Use the consul_refresh_interval to specify how often Veneur should refresh it's list.

  • debug: Enable or disable debug logging with true/false.
  • enable_profiling: Enable or disable go profiling. Danger, might fill up your disk if not cared for.
  • http_address: The host:port pair in which this program will listen for HTTP commands.
  • grpc_address: The host:port pair to listen on for metric forwards over gRPC.
  • consul_refresh_interval: How often to refresh from Consul's healthy nodes. Value must be parseable by time.ParseDuration (https://golang.org/pkg/time/#ParseDuration)
  • ssf_destination_address: The host:port address of a Veneur to send veneur_proxy's metrics to over SSF.
  • stats_address: The host:port destination to send metrics to over StatsD when veneur-proxy experiences backpressure on submitting to ssf_destination_address.
  • forward_address: Use a static host for forwarding over HTTP.
  • grpc_forward_address: Use a static host for forwarding (over gRPC).
  • consul_forward_service_name: The name of a consul service for consistent forwarding over HTTP.
  • consul_forward_grpc_service_name: The name of a consul service for consistent forwarding over gRPC.
  • sentry_dsn: A Sentry DSN to which errors will be sent.

Concerns

  • When metrics are accepted, the act of forwarding them is asynchronous. As far as the client is concerned the HTTP operation always succeeds. This tradeoff is because any failures are expected to be short in duration and there is no mechanism for notify clients of failure due to the nature of UDP.
  • The list of global servers is locked when refreshing and flushing to avoid race conditions. If your retrieval of consul hosts (see metric veneur.discoverer.update_duration_ns) or flushes (see metric veneur.flush.total_duration_ns) are slow, you see one or the other slow down.
  • A consistent hash ring is used mitigate the impact of changes in Consul's list of healthy nodes. This is not perfect, and you can expect some churn whenever the list of healthy nodes changes in Consul.

Operation

Replacing A Global Veneur

Using either Consul's health checks or other means, remove the instance you're working on. Within consul_refresh_interval the proxies should remove the host and rebalance the ring. To add the new host, simply turn it on and wait for it to show up in Consul. veneur-proxy will do the rest.

Replacing A Proxy Veneur

Using either Consul or some sort of load balancer, remove the proxy instance. Per-instance veneurs should stop flushing to the proxies. After this time you can replace and add a new proxy, as all proxy work is stateless.

Monitoring

Since the proxy's job is to accept and dispatch connections, the important metrics to watch are:

  • veneur_proxy.proxy.duration_ns.* - A timer describing the duration of the entire proxy call.
  • veneur_proxy.import.duration_ns.* - A timer describing the duration of handling the "import" call, which is used to deserialize and process the incoming metrics from a child Veneur.
  • veneur_proxy.forward.duration_ns.*: A timer for the duration of forwards
  • veneur_proxy.forward.error_total: The count of errored forwards

To monitor the health of the forwarded metrics, you might want to look at:

  • veneur_proxy.forward.content_length_bytes.* - Length of forwarded request bodies as a histogram
  • veneur_proxy.metrics_by_destination - A gauge describing the number of metrics that were proxied to each destination instance.

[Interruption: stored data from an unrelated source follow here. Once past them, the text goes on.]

use chrono::{DateTime, SecondsFormat, Utc};

use crate::types::{ReportSnapshot, TopConsumer};
use crate::units::bytes_to_mebibytes;

/// UTF-8 byte order mark, prepended at the HTTP boundary so spreadsheet
/// tools detect the encoding of the Korean headers.
pub const UTF8_BOM: &str = "\u{feff}";

/// Renders the full monitoring snapshot as a sectioned CSV document.
/// Every section header is always emitted, even when its data collection
/// failed and the section body is empty.
pub fn generate_comprehensive_csv(snapshot: &ReportSnapshot) -> String {
    let mut csv = String::new();

    cluster_overview_section(&mut csv, snapshot);
    nodes_section(&mut csv, snapshot);
    resource_usage_section(&mut csv, snapshot);
    consumers_section(
        &mut csv,
        "=== Container CPU 사용량 Top 5 ===",
        "순위,Namespace,Pod,Container,현재 CPU 사용량(cores),피크 CPU 사용량(cores)",
        &snapshot.container_cpu.top5,
        Unit::Cores,
    );
    consumers_section(
        &mut csv,
        "=== Container Memory 사용량 Top 5 ===",
        "순위,Namespace,Pod,Container,현재 Memory 사용량(MB),피크 Memory 사용량(MB)",
        &snapshot.container_memory.top5,
        Unit::Mebibytes,
    );
    consumers_section(
        &mut csv,
        "=== Pod CPU 사용량 Top 5 ===",
        "순위,Namespace,Pod,현재 CPU 사용량(cores),피크 CPU 사용량(cores)",
        &snapshot.pod_cpu.top5,
        Unit::Cores,
    );
    consumers_section(
        &mut csv,
        "=== Pod Memory 사용량 Top 5 ===",
        "순위,Namespace,Pod,현재 Memory 사용량(MB),피크 Memory 사용량(MB)",
        &snapshot.pod_memory.top5,
        Unit::Mebibytes,
    );
    error_breakdown_section(&mut csv, snapshot);
    top_errors_section(&mut csv, snapshot);
    healthcheck_section(&mut csv, snapshot);

    csv
}

/// Commas become semicolons and newlines become spaces so a message can
/// never break the row structure.
pub fn csv_escape(message: &str) -> String {
    message.replace(',', ";").replace('\n', " ").replace('\r', "")
}

fn iso(ts: DateTime<Utc>) -> String {
    ts.to_rfc3339_opts(SecondsFormat::Millis, true)
}

fn cluster_overview_section(csv: &mut String, snapshot: &ReportSnapshot) {
    let overview = &snapshot.cluster_overview;
    csv.push_str("=== 클러스터 개요 ===\n");
    csv.push_str("항목,값\n");
    csv.push_str(&format!("노드 총 개수,{}\n", overview.nodes.total));
    csv.push_str(&format!("노드 Ready 개수,{}\n", overview.nodes.ready));
    csv.push_str(&format!("Pod 총 개수,{}\n", overview.pods.total));
    csv.push_str(&format!("Pod Running 개수,{}\n", overview.pods.running));
    csv.push_str(&format!("Pod Failed 개수,{}\n", overview.pods.failed));
    csv.push_str(&format!("Pod Pending 개수,{}\n", overview.pods.pending));
    csv.push('\n');
}

fn nodes_section(csv: &mut String, snapshot: &ReportSnapshot) {
    csv.push_str("=== 노드 정보 ===\n");
    csv.push_str("노드명,IP,역할,상태,OS,Kernel,Container Runtime,Kubelet Version\n");
    for node in &snapshot.nodes {
        csv.push_str(&format!(
            "{},{},{},{},{},{},{},{}\n",
            node.name,
            node.ip.as_deref().unwrap_or(""),
            node.role,
            node.status,
            node.os.as_deref().unwrap_or(""),
            node.kernel.as_deref().unwrap_or(""),
            node.container_runtime.as_deref().unwrap_or(""),
            node.kubelet_version.as_deref().unwrap_or(""),
        ));
    }
    csv.push('\n');
}

fn resource_usage_section(csv: &mut String, snapshot: &ReportSnapshot) {
    let usage = &snapshot.resource_usage;
    csv.push_str("=== 리소스 사용률 (시계열) ===\n");
    csv.push_str("시간,노드,CPU 사용률(%),Memory 사용률(%),CPU 평균(%),CPU 피크(%),Memory 평균(%),Memory 피크(%)\n");

    if usage.cpu.timeline.is_empty() {
        csv.push_str(&format!("{},{},0,0,0,0,0,0\n", iso(snapshot.period_start), snapshot.node));
    } else {
        for (index, point) in usage.cpu.timeline.iter().enumerate() {
            let memory_value = usage
                .memory
                .timeline
                .get(index)
                .map(|p| format!("{:.2}", p.value))
                .unwrap_or_else(|| "0".to_string());
            let timestamp = DateTime::<Utc>::from_timestamp(point.timestamp, 0)
                .map(iso)
                .unwrap_or_default();

            if index == 0 {
                csv.push_str(&format!(
                    "{},{},{:.2},{},{:.2},{:.2},{:.2},{:.2}\n",
                    timestamp,
                    snapshot.node,
                    point.value,
                    memory_value,
                    usage.cpu.average,
                    usage.cpu.peak,
                    usage.memory.average,
                    usage.memory.peak,
                ));
            } else {
                csv.push_str(&format!(
                    "{},{},{:.2},{},,,,\n",
                    timestamp, snapshot.node, point.value, memory_value,
                ));
            }
        }
    }
    csv.push('\n');
}

enum Unit {
    Cores,
    Mebibytes,
}

fn consumers_section(
    csv: &mut String,
    title: &str,
    header: &str,
    consumers: &[TopConsumer],
    unit: Unit,
) {
    csv.push_str(title);
    csv.push('\n');
    csv.push_str(header);
    csv.push('\n');

    for (index, consumer) in consumers.iter().enumerate() {
        let (current, peak) = match unit {
            Unit::Cores => (
                format!("{:.4}", consumer.current_usage),
                format!("{:.4}", consumer.peak_usage),
            ),
            Unit::Mebibytes => (
                format!("{:.2}", bytes_to_mebibytes(consumer.current_usage)),
                format!("{:.2}", bytes_to_mebibytes(consumer.peak_usage)),
            ),
        };
        match &consumer.pod {
            Some(pod) => csv.push_str(&format!(
                "{},{},{},{},{},{}\n",
                index + 1,
                consumer.namespace,
                pod,
                consumer.name,
                current,
                peak,
            )),
            None => csv.push_str(&format!(
                "{},{},{},{},{}\n",
                index + 1,
                consumer.namespace,
                consumer.name,
                current,
                peak,
            )),
        }
    }
    csv.push('\n');
}

fn error_breakdown_section(csv: &mut String, snapshot: &ReportSnapshot) {
    let breakdown = &snapshot.error_breakdown;
    csv.push_str("=== 5XX 에러 단계별 분류 ===\n");
    csv.push_str("단계,에러 수,비율(%)\n");
    csv.push_str(&format!("HAProxy,{},{}\n", breakdown.haproxy.count, breakdown.haproxy.percentage));
    csv.push_str(&format!("Gateway,{},{}\n", breakdown.gateway.count, breakdown.gateway.percentage));
    csv.push_str(&format!(
        "Application,{},{}\n",
        breakdown.application.count, breakdown.application.percentage
    ));
    csv.push_str(&format!(
        "Downstream,{},{}\n",
        breakdown.downstream.count, breakdown.downstream.percentage
    ));
    csv.push_str(&format!("전체,{},100.0\n", breakdown.total));
    csv.push('\n');
}

fn top_errors_section(csv: &mut String, snapshot: &ReportSnapshot) {
    csv.push_str("=== Top 10 에러 메시지 ===\n");
    csv.push_str("순위,에러 메시지,발생 횟수,Namespace,Service,최근 발생 시간\n");
    for (index, error) in snapshot.top_errors.iter().enumerate() {
        csv.push_str(&format!(
            "{},\"{}\",{},{},{},{}\n",
            index + 1,
            csv_escape(&error.message),
            error.count,
            error.namespace,
            error.service,
            iso(error.last_occurred),
        ));
    }
    csv.push('\n');
}

fn healthcheck_section(csv: &mut String, snapshot: &ReportSnapshot) {
    let healthcheck = &snapshot.healthcheck;
    csv.push_str("=== 헬스체크 상태 ===\n");
    csv.push_str(&format!("상태,{}\n", if healthcheck.has_errors { "Critical" } else { "Healthy" }));
    csv.push_str(&format!("체크된 Pod 수,{}\n", healthcheck.checked_pods));
    csv.push_str(&format!("에러 발생 Pod 수,{}\n", healthcheck.errors.len()));
    csv.push('\n');

    if !healthcheck.errors.is_empty() {
        csv.push_str("=== 헬스체크 에러 상세 ===\n");
        csv.push_str("Pod,Node,에러 메시지,발생 시간\n");
        for pod_errors in &healthcheck.errors {
            for error in &pod_errors.errors {
                csv.push_str(&format!(
                    "{},{},\"{}\",{}\n",
                    pod_errors.pod,
                    pod_errors.node,
                    csv_escape(&error.message),
                    error.timestamp,
                ));
            }
        }
    }
}

#[cfg(test)]
mod tests {
    use super::*;
    use crate::breakdown::build_breakdown;
    use crate::types::*;
    use chrono::TimeZone;

    const SECTION_HEADERS: &[&str] = &[
        "=== 클러스터 개요 ===",
        "=== 노드 정보 ===",
        "=== 리소스 사용률 (시계열) ===",
        "=== Container CPU 사용량 Top 5 ===",
        "=== Container Memory 사용량 Top 5 ===",
        "=== Pod CPU 사용량 Top 5 ===",
        "=== Pod Memory 사용량 Top 5 ===",
        "=== 5XX 에러 단계별 분류 ===",
        "=== Top 10 에러 메시지 ===",
        "=== 헬스체크 상태 ===",
    ];

    fn empty_snapshot() -> ReportSnapshot {
        let thresholds = ThresholdPair { warning: 70.0, critical: 85.0 };
        ReportSnapshot {
            node: "all".to_string(),
            period_start: Utc.timestamp_opt(1_700_000_000, 0).unwrap(),
            period_end: Utc.timestamp_opt(1_700_003_600, 0).unwrap(),
            generated_at: Utc.timestamp_opt(1_700_003_700, 0).unwrap(),
            cluster_overview: ClusterOverview::default(),
            nodes: Vec::new(),
            resource_usage: ResourceUsage::empty(thresholds, thresholds),
            container_cpu: TopAndBreaches::default(),
            container_memory: TopAndBreaches::default(),
            pod_cpu: TopAndBreaches::default(),
            pod_memory: TopAndBreaches::default(),
            error_breakdown: ErrorBreakdown::default(),
            top_errors: Vec::new(),
            healthcheck: HealthcheckResult::default(),
        }
    }

    #[test]
    fn test_all_sections_present_when_everything_failed() {
        let csv = generate_comprehensive_csv(&empty_snapshot());
        for header in SECTION_HEADERS {
            assert!(csv.contains(header), "missing section: {}", header);
        }
        // degraded timeline still writes a zero row for the window start
        assert!(csv.contains(",all,0,0,0,0,0,0\n"));
    }

    #[test]
    fn test_error_breakdown_section_round_trips() {
        let mut snapshot = empty_snapshot();
        snapshot.error_breakdown = build_breakdown(10.0, 20.0, 30.0, 40.0);

        let csv = generate_comprehensive_csv(&snapshot);
        assert!(csv.contains("HAProxy,10,10.0\n"));
        assert!(csv.contains("Gateway,20,20.0\n"));
        assert!(csv.contains("Application,30,30.0\n"));
        assert!(csv.contains("Downstream,40,40.0\n"));
        assert!(csv.contains("전체,100,100.0\n"));
    }

    #[test]
    fn test_memory_top5_rendered_in_mebibytes() {
        let mut snapshot = empty_snapshot();
        snapshot.container_memory.top5 = vec![TopConsumer {
            name: "api".to_string(),
            namespace: "shop".to_string(),
            pod: Some("api-0".to_string()),
            node: None,
            current_usage: 536_870_912.0,
            peak_usage: 1_073_741_824.0,
            trend: "stable".to_string(),
        }];

        let csv = generate_comprehensive_csv(&snapshot);
        assert!(csv.contains("1,shop,api-0,api,512.00,1024.00\n"));
    }

    #[test]
    fn test_cpu_top5_rendered_in_cores() {
        let mut snapshot = empty_snapshot();
        snapshot.pod_cpu.top5 = vec![TopConsumer {
            name: "api-0".to_string(),
            namespace: "shop".to_string(),
            pod: None,
            node: None,
            current_usage: 0.2,
            peak_usage: 0.3,
            trend: "stable".to_string(),
        }];

        let csv = generate_comprehensive_csv(&snapshot);
        assert!(csv.contains("1,shop,api-0,0.2000,0.3000\n"));
    }

    #[test]
    fn test_error_messages_are_escaped() {
        let mut snapshot = empty_snapshot();
        snapshot.top_errors = vec![TopErrorMessage {
            message: "connection refused, retrying\nagain".to_string(),
            count: 7,
            namespace: "shop".to_string(),
            service: "checkout".to_string(),
            last_occurred: Utc.timestamp_opt(1_700_000_000, 0).unwrap(),
        }];

        let csv = generate_comprehensive_csv(&snapshot);
        assert!(csv.contains("1,\"connection refused; retrying again\",7,shop,checkout,"));
    }

    #[test]
    fn test_timeline_first_row_carries_aggregates() {
        let mut snapshot = empty_snapshot();
        let thresholds = ThresholdPair { warning: 70.0, critical: 85.0 };
        snapshot.resource_usage = ResourceUsage {
            cpu: UsageSummary {
                current: 42.0,
                average: 40.0,
                peak: 55.0,
                threshold: thresholds,
                timeline: vec![
                    TimelinePoint { timestamp: 1_700_000_000, value: 38.0 },
                    TimelinePoint { timestamp: 1_700_000_060, value: 42.0 },
                ],
            },
            memory: UsageSummary {
                current: 61.0,
                average: 60.0,
                peak: 66.0,
                threshold: thresholds,
                timeline: vec![
                    TimelinePoint { timestamp: 1_700_000_000, value: 59.0 },
                    TimelinePoint { timestamp: 1_700_000_060, value: 61.0 },
                ],
            },
        };

        let csv = generate_comprehensive_csv(&snapshot);
        assert!(csv.contains(",all,38.00,59.00,40.00,55.00,60.00,66.00\n"));
        assert!(csv.contains(",all,42.00,61.00,,,,\n"));
    }

    #[test]
    fn test_healthcheck_detail_section_only_when_errors() {
        let mut snapshot = empty_snapshot();
        let csv = generate_comprehensive_csv(&snapshot);
        assert!(!csv.contains("=== 헬스체크 에러 상세 ==="));

        snapshot.healthcheck = HealthcheckResult {
            has_errors: true,
            checked_pods: 2,
            errors: vec![PodHealthErrors {
                pod: "probe-0".to_string(),
                node: "worker-1".to_string(),
                errors: vec![ProbeLogError {
                    timestamp: "2024-05-01 10:00:05".to_string(),
                    message: "backend, down".to_string(),
                }],
            }],
        };

        let csv = generate_comprehensive_csv(&snapshot);
        assert!(csv.contains("상태,Critical\n"));
        assert!(csv.contains("=== 헬스체크 에러 상세 ==="));
        assert!(csv.contains("probe-0,worker-1,\"backend; down\",2024-05-01 10:00:05\n"));
    }

    #[test]
    fn test_csv_escape() {
        assert_eq!(csv_escape("a,b\nc\rd"), "a;b cd");
        assert_eq!(csv_escape("clean"), "clean");
    }
}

If you use service discovery (e.g. Consul) for forwarding or tracing, these metrics will be useful to you. Each of these is tagged with service that has a value matching the service name supplied via the config:

  • veneur_proxy.discoverer.destination_number - A gauge containing the number of hosts Veneur discovered and added to the hash ring.
  • veneur_proxy.discoverer.errors - A counter tracking the number of times the service discovery mechanism has failed to return any hosts. Note that Veneur will refuse to update it's list if there are 0 returned hosts and may use stale results until such as as > 1 host is returned.
  • veneur_proxy.discoverer.update_duration_ns - A timer describing the duration of service discovery calls.